Há candidaturas que nascem de grandes máquinas institucionais, e há candidaturas que nascem da visão, da persistência e do amor verdadeiro pelo património. As candidaturas da Igreja da Misericórdia de Tavira e da Igreja de Santa Maria do Castelo – Tavira às Novas 7 Maravilhas de Portugal® são o resultado de uma iniciativa exclusivamente privada, construída ao longo de cerca de uma década, e agora transformada num desígnio que pode orgulhar toda a região algarvia. Estas duas candidaturas, ambas integradas na categoria Religião, representam um caso raro e exemplar de cooperação patrimonial em Portugal. São fruto da parceria entre a Santa Casa da Misericórdia de Tavira e a Paróquia de Tavira, através da sua empresa paroquial Artgilão, numa estratégia conjunta que tem vindo a ganhar corpo há cerca de 10 anos.
Tudo começou quando a Santa Casa da Misericórdia de Tavira decidiu procurar formas de rentabilizar o seu património para sustentar e prolongar o processo de recuperação que vinha sendo desenvolvido desde 2010. Em paralelo, a Paróquia de Tavira avançou com a criação da empresa paroquial Artgilão, precisamente para rentabilizar, promover e dar nova visibilidade ao vasto património religioso sob sua responsabilidade. Desta convergência nasceu uma parceria sólida, continuada e visionária, que hoje coloca Tavira no centro de uma das mais importantes montras nacionais de valorização patrimonial.
Estas são as únicas igrejas algarvias em concurso nesta edição das Novas 7 Maravilhas de Portugal®, por isso, num universo regional competitivo, Tavira é o rosto do património religioso do Algarve nesta corrida nacional. A Igreja da Misericórdia de Tavira surge no concurso como um monumento maior da arte e da consciência humanista no Sul do país. Fundada em 1541 pela Santa Casa da Misericórdia, é apresentada pela organização como a mais notável expressão da arquitetura renascentista no Algarve, destacando-se o seu extraordinário portal escultórico, os retábulos barrocos e os painéis de azulejos de 1760, que representam as 14 obras de misericórdia.

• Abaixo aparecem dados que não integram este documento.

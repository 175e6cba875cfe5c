//! Scan arbiter - the single owner of "what was last scanned"
//!
//! `ScanArbiter` is the synchronous state machine: source exclusivity,
//! camera cooldown and the last emitted event. It takes `now` as an
//! argument and performs no I/O. `ArbiterWorker` owns one and feeds it
//! from the command, camera and BLE channels on a single task, so every
//! state mutation happens in one place and concurrent activation requests
//! resolve first-come-first-served.

mod worker;
#[cfg(test)]
mod tests;

pub use worker::{ArbiterInputs, ArbiterOutputs, ArbiterWorker};

use crate::domain::error::ScanError;
use crate::domain::types::{ActiveSource, PeripheralId, ScanEvent, SourceKind, Symbology};
use std::time::Duration;
use tokio::sync::oneshot;
use tokio::time::Instant;

/// Requests from the coordinator
#[derive(Debug)]
pub enum ArbiterCommand {
    ActivateCamera { reply: oneshot::Sender<Result<(), ScanError>> },
    DeactivateCamera { reply: oneshot::Sender<()> },
    /// Forget the last scanned item
    ClearLast,
    Shutdown,
}

/// Inbound traffic from the connection manager
#[derive(Debug)]
pub enum BleInput {
    /// Connection reached `Active`; the reply says whether Bluetooth may
    /// become the active source
    Linked { peripheral: PeripheralId, reply: oneshot::Sender<Result<(), ScanError>> },
    /// Decoded, trimmed, non-empty notification text
    Data { peripheral: PeripheralId, payload: String },
    Unlinked { peripheral: PeripheralId },
}

#[derive(Debug, Clone, PartialEq, Eq, Default)]
pub enum ArbiterPhase {
    #[default]
    Idle,
    CameraActive,
    BluetoothActive { peripheral: PeripheralId },
    /// Camera closed after an emission; decodes dropped until the deadline
    Cooldown,
}

impl ArbiterPhase {
    pub fn as_str(&self) -> &'static str {
        match self {
            ArbiterPhase::Idle => "idle",
            ArbiterPhase::CameraActive => "camera_active",
            ArbiterPhase::BluetoothActive { .. } => "bluetooth_active",
            ArbiterPhase::Cooldown => "cooldown",
        }
    }
}

/// Result of offering one raw scan to the arbiter
#[derive(Debug, Clone, PartialEq)]
pub enum Intake {
    Emitted(ScanEvent),
    /// Camera decode inside the cooldown window
    Suppressed,
    /// The producing source is not the active one
    Inactive,
    Empty,
}

#[derive(Debug, Clone, Default)]
pub struct ArbiterSnapshot {
    pub phase: ArbiterPhase,
    pub active_source: ActiveSource,
    pub last_event: Option<ScanEvent>,
    pub cooldown_until: Option<Instant>,
}

#[derive(Debug)]
pub struct ScanArbiter {
    phase: ArbiterPhase,
    last_event: Option<ScanEvent>,
    cooldown_until: Option<Instant>,
    cooldown: Duration,
}

impl ScanArbiter {
    pub fn new(cooldown: Duration) -> Self {
        Self { phase: ArbiterPhase::Idle, last_event: None, cooldown_until: None, cooldown }
    }

    pub fn phase(&self) -> &ArbiterPhase {
        &self.phase
    }

    pub fn last_event(&self) -> Option<&ScanEvent> {
        self.last_event.as_ref()
    }

    pub fn cooldown_until(&self) -> Option<Instant> {
        self.cooldown_until
    }

    pub fn active_source(&self) -> ActiveSource {
        match &self.phase {
            ArbiterPhase::CameraActive => ActiveSource::Camera,
            ArbiterPhase::BluetoothActive { peripheral } => {
                ActiveSource::Bluetooth { peripheral: peripheral.clone() }
            }
            ArbiterPhase::Idle | ArbiterPhase::Cooldown => ActiveSource::None,
        }
    }

    /// Camera may open unless Bluetooth is the active source. Opening starts
    /// a fresh session with no last item; an unexpired cooldown still holds.
    pub fn activate_camera(&mut self) -> Result<(), ScanError> {
        match self.phase {
            ArbiterPhase::BluetoothActive { .. } => Err(ScanError::SourceBusy(SourceKind::Camera)),
            ArbiterPhase::CameraActive => Ok(()),
            ArbiterPhase::Idle | ArbiterPhase::Cooldown => {
                self.phase = ArbiterPhase::CameraActive;
                self.last_event = None;
                Ok(())
            }
        }
    }

    pub fn deactivate_camera(&mut self, now: Instant) {
        if self.phase == ArbiterPhase::CameraActive {
            self.settle(now);
        }
    }

    /// Bluetooth may become active unless the camera is open
    pub fn link_bluetooth(&mut self, peripheral: PeripheralId) -> Result<(), ScanError> {
        match &self.phase {
            ArbiterPhase::CameraActive => {
                Err(ScanError::SourceBusy(SourceKind::BluetoothPeripheral))
            }
            ArbiterPhase::BluetoothActive { peripheral: current } if *current == peripheral => Ok(()),
            ArbiterPhase::BluetoothActive { peripheral: current } => {
                Err(ScanError::ConnectionBusy(current.clone()))
            }
            ArbiterPhase::Idle | ArbiterPhase::Cooldown => {
                self.phase = ArbiterPhase::BluetoothActive { peripheral };
                Ok(())
            }
        }
    }

    pub fn unlink_bluetooth(&mut self, peripheral: &PeripheralId, now: Instant) {
        if matches!(&self.phase, ArbiterPhase::BluetoothActive { peripheral: p } if p == peripheral) {
            self.settle(now);
        }
    }

    /// Camera decode: at most one emission per cooldown window, after which
    /// the camera source is closed
    pub fn on_camera_decode(&mut self, symbology: Symbology, payload: &str, now: Instant) -> Intake {
        let cooling = self.cooldown_until.is_some_and(|until| now < until);
        match self.phase {
            // frames still queued from the emitting session land here
            ArbiterPhase::Cooldown if cooling => return Intake::Suppressed,
            ArbiterPhase::CameraActive if cooling => return Intake::Suppressed,
            ArbiterPhase::CameraActive => {}
            ArbiterPhase::Idle | ArbiterPhase::Cooldown | ArbiterPhase::BluetoothActive { .. } => {
                return Intake::Inactive;
            }
        }
        if payload.is_empty() {
            return Intake::Empty;
        }

        let event = ScanEvent::camera(symbology, payload);
        self.last_event = Some(event.clone());
        self.cooldown_until = Some(now + self.cooldown);
        self.phase = ArbiterPhase::Cooldown;
        Intake::Emitted(event)
    }

    /// BLE notification text: every non-empty payload from the linked
    /// peripheral is emitted, no cooldown
    pub fn on_ble_data(&mut self, peripheral: &PeripheralId, payload: &str) -> Intake {
        if !matches!(&self.phase, ArbiterPhase::BluetoothActive { peripheral: p } if p == peripheral) {
            return Intake::Inactive;
        }
        if payload.trim().is_empty() {
            return Intake::Empty;
        }
        let event = ScanEvent::bluetooth(peripheral.clone(), payload);
        self.last_event = Some(event.clone());
        Intake::Emitted(event)
    }

    /// Clear an elapsed cooldown. Returns true if anything changed.
    pub fn expire_cooldown(&mut self, now: Instant) -> bool {
        match self.cooldown_until {
            Some(until) if now >= until => {
                self.cooldown_until = None;
                if self.phase == ArbiterPhase::Cooldown {
                    self.phase = ArbiterPhase::Idle;
                }
                true
            }
            _ => false,
        }
    }

    pub fn clear_last(&mut self) {
        self.last_event = None;
    }

    pub fn snapshot(&self) -> ArbiterSnapshot {
        ArbiterSnapshot {
            phase: self.phase.clone(),
            active_source: self.active_source(),
            last_event: self.last_event.clone(),
            cooldown_until: self.cooldown_until,
        }
    }

    /// Phase to fall back to when the active source goes away
    fn settle(&mut self, now: Instant) {
        self.phase = match self.cooldown_until {
            Some(until) if now < until => ArbiterPhase::Cooldown,
            _ => {
                self.cooldown_until = None;
                ArbiterPhase::Idle
            }
        };
    }
}
//! Camera capability
//!
//! The camera stack decodes symbols itself and calls back with
//! `(symbology, payload)`. The coordinator only switches the live preview
//! on and off and tells the decoder which symbologies to look for.

use crate::domain::types::Symbology;
use std::time::Instant;

/// Raw decode callback from the camera subsystem
#[derive(Debug, Clone)]
pub struct CameraDecode {
    pub symbology: Symbology,
    pub payload: String,
    /// When the callback fired (for queue delay logging)
    pub received_at: Instant,
}

impl CameraDecode {
    pub fn new(symbology: Symbology, payload: impl Into<String>) -> Self {
        Self { symbology, payload: payload.into(), received_at: Instant::now() }
    }
}

pub trait CameraDevice: Send + Sync {
    /// Start or stop the live preview and decoder
    fn set_streaming(&self, active: bool);

    /// Restrict the decoder to these symbologies
    fn configure_symbologies(&self, symbologies: &[Symbology]);
}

A Igreja de Sta. Maria do Castelo – Tavira, por seu lado, impõe-se como um verdadeiro palimpsesto da história portuguesa: um monumento onde convivem a verticalidade gótica, a exuberância manuelina e as marcas neoclássicas deixadas após o terramoto de 1755. É, como refere a própria candidatura, muito mais do que um edifício religioso: é um lugar onde se cruzam Reconquista, memória nacional e identidade cultural profunda.